The Bombay High Court has come down heavily on the Child Welfare Committee (Mumbai Suburban 2) for rejecting the application for custody filed by the biological father of a child and has given the panel 48 hours to reconsider the application and hand the child overto the father.
The child was abandoned by the mother, who was a minor at the time of child birth.
A division bench of Justices Revati Mohite-Dere and Gauri Godse, which was hearing a petition filed by the biological father seeking custody of his child, questioned the manner in which the CWC was conducting itself and asked if it was above the law.
The father, then 19, and mother, then 17, eloped to Karnataka in 2021 after she became pregnant, according to the plea.
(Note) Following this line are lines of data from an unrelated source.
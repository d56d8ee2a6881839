// ABOUTME: Unified error handling with standard error codes for the nutriwise crate
// ABOUTME: Distinguishes validation, configuration, external-service and parse failures
//
// SPDX-License-Identifier: MIT OR Apache-2.0
// Copyright (c) 2025 Nutriwise Contributors

//! # Unified Error Handling System
//!
//! Centralized error types for the crate. Every failure carries an
//! [`ErrorCode`] so callers can tell "service unreachable" apart from
//! "service returned garbage" without string matching.

use serde::{Deserialize, Serialize};
use std::fmt;
use thiserror::Error;

/// Standard error codes used throughout the application
#[derive(Debug, Clone, Copy, PartialEq, Eq, Serialize, Deserialize)]
pub enum ErrorCode {
    // Validation (3000-3999)
    #[serde(rename = "INVALID_INPUT")]
    InvalidInput = 3000,
    #[serde(rename = "MISSING_REQUIRED_FIELD")]
    MissingRequiredField = 3001,

    // External Services (5000-5999)
    #[serde(rename = "EXTERNAL_SERVICE_ERROR")]
    ExternalServiceError = 5000,
    #[serde(rename = "EXTERNAL_SERVICE_UNAVAILABLE")]
    ExternalServiceUnavailable = 5001,
    #[serde(rename = "EXTERNAL_RATE_LIMITED")]
    ExternalRateLimited = 5003,

    // Configuration (6000-6999)
    #[serde(rename = "CONFIG_ERROR")]
    ConfigError = 6000,
    #[serde(rename = "CONFIG_MISSING")]
    ConfigMissing = 6001,

    // Internal Errors (9000-9999)
    #[serde(rename = "INTERNAL_ERROR")]
    InternalError = 9000,
    #[serde(rename = "RESPONSE_PARSE_ERROR")]
    ResponseParseError = 9003,
}

impl ErrorCode {
    /// Get a user-friendly description of this error
    #[must_use]
    pub const fn description(&self) -> &'static str {
        match self {
            Self::InvalidInput => "The provided input is invalid",
            Self::MissingRequiredField => "A required field is missing from the input",
            Self::ExternalServiceError => "An external service encountered an error",
            Self::ExternalServiceUnavailable => "An external service is currently unavailable",
            Self::ExternalRateLimited => "External service rate limit exceeded",
            Self::ConfigError => "Configuration error encountered",
            Self::ConfigMissing => "Required configuration is missing",
            Self::InternalError => "An internal error occurred",
            Self::ResponseParseError => "Response data did not match the expected shape",
        }
    }
}

/// Unified error type for the application
#[derive(Debug, Error)]
pub struct AppError {
    /// Error code
    pub code: ErrorCode,
    /// Human-readable error message
    pub message: String,
    /// Source error for error chaining
    #[source]
    pub source: Option<Box<dyn std::error::Error + Send + Sync>>,
}

impl AppError {
    /// Create a new `AppError` with the given code and message
    pub fn new(code: ErrorCode, message: impl Into<String>) -> Self {
        Self {
            code,
            message: message.into(),
            source: None,
        }
    }

    /// Add a source error for error chaining
    #[must_use]
    pub fn with_source(mut self, source: impl std::error::Error + Send + Sync + 'static) -> Self {
        self.source = Some(Box::new(source));
        self
    }

    /// True for any external-service failure (transport, server error, quota)
    #[must_use]
    pub const fn is_service_error(&self) -> bool {
        matches!(
            self.code,
            ErrorCode::ExternalServiceError
                | ErrorCode::ExternalServiceUnavailable
                | ErrorCode::ExternalRateLimited
        )
    }

    /// True when a response was received but could not be decoded
    #[must_use]
    pub const fn is_parse_error(&self) -> bool {
        matches!(self.code, ErrorCode::ResponseParseError)
    }
}

impl fmt::Display for AppError {
    fn fmt(&self, f: &mut fmt::Formatter<'_>) -> fmt::Result {
        write!(f, "{}: {}", self.code.description(), self.message)
    }
}

/// Result type alias for convenience
pub type AppResult<T> = Result<T, AppError>;

/// Convenience functions for creating common errors
impl AppError {
    /// Invalid input
    pub fn invalid_input(message: impl Into<String>) -> Self {
        Self::new(ErrorCode::InvalidInput, message)
    }

    /// Required profile fields absent or non-positive
    #[must_use]
    pub fn missing_required_fields() -> Self {
        Self::new(ErrorCode::MissingRequiredField, "missing required fields")
    }

    /// Configuration error
    pub fn config(message: impl Into<String>) -> Self {
        Self::new(ErrorCode::ConfigError, message)
    }

    /// Required configuration value absent
    pub fn config_missing(message: impl Into<String>) -> Self {
        Self::new(ErrorCode::ConfigMissing, message)
    }

    /// External service error
    pub fn external_service(service: impl Into<String>, message: impl Into<String>) -> Self {
        Self::new(
            ErrorCode::ExternalServiceError,
            format!("{}: {}", service.into(), message.into()),
        )
    }

    /// Response text did not decode into the requested shape
    pub fn parse(message: impl Into<String>) -> Self {
        Self::new(ErrorCode::ResponseParseError, message)
    }

    /// Internal error
    pub fn internal(message: impl Into<String>) -> Self {
        Self::new(ErrorCode::InternalError, message)
    }
}

/// Conversion from `anyhow::Error` to `AppError`
impl From<anyhow::Error> for AppError {
    fn from(error: anyhow::Error) -> Self {
        Self::new(ErrorCode::InternalError, error.to_string())
    }
}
She delivered on November 26, 2021, the plea contended.
After they returned to Mumbai on March 4, 2022, the father was attested under POCSO on the basis of a complaint by the girl’s father.
The CWC, on March 7, 2022, sent the girl and the child to a shelter home, following which the girl surrendered the child to CWC.
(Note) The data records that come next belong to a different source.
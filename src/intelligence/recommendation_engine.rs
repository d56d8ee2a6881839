// ABOUTME: Deterministic diet recommendation rule cascade
// ABOUTME: Derives a diet label, calorie target and advisory notes from profile and metrics
//
// SPDX-License-Identifier: MIT OR Apache-2.0
// Copyright (c) 2025 Nutriwise Contributors

//! Recommendation Engine
//!
//! Pure, total rule cascade over a valid [`AssessmentResult`]. The steps
//! run in fixed order with no backtracking:
//!
//! 1. Goal step fixes the base label and the calorie target.
//! 2. Dietary preference appends a parenthetical suffix.
//! 3. Diabetes replaces the label outright (the calorie target from step 1
//!    is deliberately retained unchanged).
//! 4. Hypertension and thyroid conditions append notes, independently.
//! 5. Non-empty allergies append one note listing every allergen in order.

use crate::models::{
    AssessmentResult, DietaryPreference, Goal, Recommendation, UserProfile,
};

/// Fixed label replacing the goal-derived one when diabetes is present
pub const DIABETES_DIET_LABEL: &str = "Mediterranean diet or low-carbohydrate diet";

const DIABETES_NOTE: &str =
    "Consult your physician to choose the most suitable option for your condition";
const HYPERTENSION_NOTE: &str =
    "The DASH diet and reduced sodium (salt) intake are recommended";
const THYROID_NOTE: &str =
    "Some foods can interfere with thyroid function, consult a specialist";

/// Derive the diet label, calorie target and notes for a profile
///
/// The calorie target is computed once from the unrounded TDEE in the goal
/// step and is never touched by later label overrides.
#[must_use]
pub fn recommend(profile: &UserProfile, assessment: &AssessmentResult) -> Recommendation {
    let mut notes = Vec::new();

    // Step 1: goal fixes both the base label and the calorie target.
    let (mut diet_label, target) = match profile.goal {
        Goal::Lose => ("Caloric-deficit diet".to_owned(), assessment.tdee_exact - 500.0),
        Goal::Gain => (
            "Caloric-surplus muscle-building diet".to_owned(),
            assessment.tdee_exact + 500.0,
        ),
        Goal::Maintain => ("Balanced diet".to_owned(), assessment.tdee_exact),
    };
    let target_calories = target.round() as i32;

    // Step 2: preference suffix.
    match profile.dietary_preference {
        DietaryPreference::Vegetarian => diet_label.push_str(" (vegetarian)"),
        DietaryPreference::Vegan => diet_label.push_str(" (vegan)"),
        DietaryPreference::Standard => {}
    }

    // Step 3: diabetes replaces the label; the target stays as computed.
    if profile.has_condition("diabetes") {
        diet_label = DIABETES_DIET_LABEL.to_owned();
        notes.push(DIABETES_NOTE.to_owned());
    }

    // Step 4: secondary condition notes, fixed order, at most once each.
    if profile.has_condition("hypertension") {
        notes.push(HYPERTENSION_NOTE.to_owned());
    }
    if profile.has_condition("thyroid") {
        notes.push(THYROID_NOTE.to_owned());
    }

    // Step 5: one note listing all allergens in input order.
    if !profile.allergies.is_empty() {
        notes.push(format!(
            "Avoid foods containing: {}",
            profile.allergies.join(", ")
        ));
    }

    Recommendation {
        diet_label,
        target_calories,
        notes,
    }
}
As the youth’s parents did not receive a reply from the CWC for custody, he sought custody. He then approached the high court through advocate Ashish Dubey.
The CWC told the high court that the child was declared free for adoption on December 21, 2022, and on January 3 the Central Adoption Resources Authority (CARA) gave the child up for adoption.
CARA’s advocate told the court that the adoptive parents have handed the child to the adoption committee and the child is in a home. The CWC had then assured the hgh court that it will take an appropriate decision in the father’s custody application. However, it rejected the application, saying that he is an accused and it was in the “best interests of victim and the child”.
The high court bench, however, observed that this was highhandedness on the part of the CWC and asked why the CWC wanted to give the child’s custody to someone other than the biological father. “Look at the trauma and agony caused to the child!” said Justice-Dere.
The judge also questioned how could CWC, without taking consent from the father, hand over the child for adoption.
The bench then recorded statement of prosecutor Prajakta Shinde that the CWC will revoke its earlier order and reconsider it.
The high court has kept the matter on July 28.